Mennonite Church Manitoba’s 74th annual gathering was confined to screens this year due to the ongoing pandemic, but reports of the regional church’s work came from all over the province, like a small-town ice rink and the Camp Assiniboia lodge.
These pre-recorded videos from regional church staffers joined a morning of worship, Q&A periods and voting.

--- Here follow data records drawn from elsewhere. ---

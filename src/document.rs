use crate::amount::Amount;
use serde::Serialize;

/// Which parsing path produced a document. Selects the outer wrapper the
/// renderer puts around the blocks.
#[derive(Debug, Clone, Copy, PartialEq, Eq, Serialize)]
#[serde(rename_all = "snake_case")]
pub enum DocumentKind {
    /// Built from a JSON-like analysis object.
    Structured,
    /// Parsed from markdown text.
    Markdown,
    /// Opaque text shown as-is.
    PlainText,
    /// No payload at all.
    Empty,
}

/// Synthetic row appended to a table, summarizing one numeric column.
#[derive(Debug, Clone, PartialEq, Serialize)]
pub struct AggregateRow {
    pub column_index: usize,
    pub label: String,
    pub value: Amount,
}

#[derive(Debug, Clone, PartialEq, Serialize)]
#[serde(tag = "type", rename_all = "snake_case")]
pub enum Block {
    Heading {
        level: u8,
        text: String,
    },
    Paragraph {
        text: String,
    },
    List {
        ordered: bool,
        items: Vec<String>,
    },
    Table {
        caption: Option<String>,
        headers: Vec<String>,
        rows: Vec<Vec<String>>,
        aggregate: Option<AggregateRow>,
    },
    Rule,
    RawPreformatted {
        text: String,
    },
    Notice {
        text: String,
    },
}

impl Block {
    pub fn heading(level: u8, text: impl Into<String>) -> Self {
        Block::Heading {
            level: level.clamp(1, 6),
            text: text.into(),
        }
    }

    pub fn paragraph(text: impl Into<String>) -> Self {
        Block::Paragraph { text: text.into() }
    }
}

/// Ordered block sequence produced by either parsing path. Immutable once built.
#[derive(Debug, Clone, PartialEq, Serialize)]
pub struct ReportDocument {
    kind: DocumentKind,
    blocks: Vec<Block>,
}

impl ReportDocument {
    pub fn new(kind: DocumentKind, blocks: Vec<Block>) -> Self {
        Self { kind, blocks }
    }

    pub fn empty(notice: impl Into<String>) -> Self {
        Self::new(
            DocumentKind::Empty,
            vec![Block::Notice {
                text: notice.into(),
            }],
        )
    }

    pub fn plain_text(text: impl Into<String>) -> Self {
        Self::new(
            DocumentKind::PlainText,
            vec![Block::RawPreformatted { text: text.into() }],
        )
    }

    pub fn kind(&self) -> DocumentKind {
        self.kind
    }

    pub fn blocks(&self) -> &[Block] {
        &self.blocks
    }

    pub fn len(&self) -> usize {
        self.blocks.len()
    }

    pub fn is_empty(&self) -> bool {
        self.blocks.is_empty()
    }
}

Participants numbering 175 gathered virtually on March 6, including 115 delegates representing 31 of the 39 MC Manitoba congregations.
The morning began with the installation of Michael Pahl as MC Manitoba’s new executive minister, making formal a position he started on Jan. 1. In his meditation, he drew on the Apostle Paul’s words in Colossians 2: “For though I am absent in body, yet I am with you in spirit, and I rejoice to see your morale and the firmness of your faith in Christ.” He encouraged congregations to notice where God is at work and to move forward with hope despite being physically scattered. “Who are we, as Mennonite Church Manitoba, and what is it that God is calling us to become?” he asked participants.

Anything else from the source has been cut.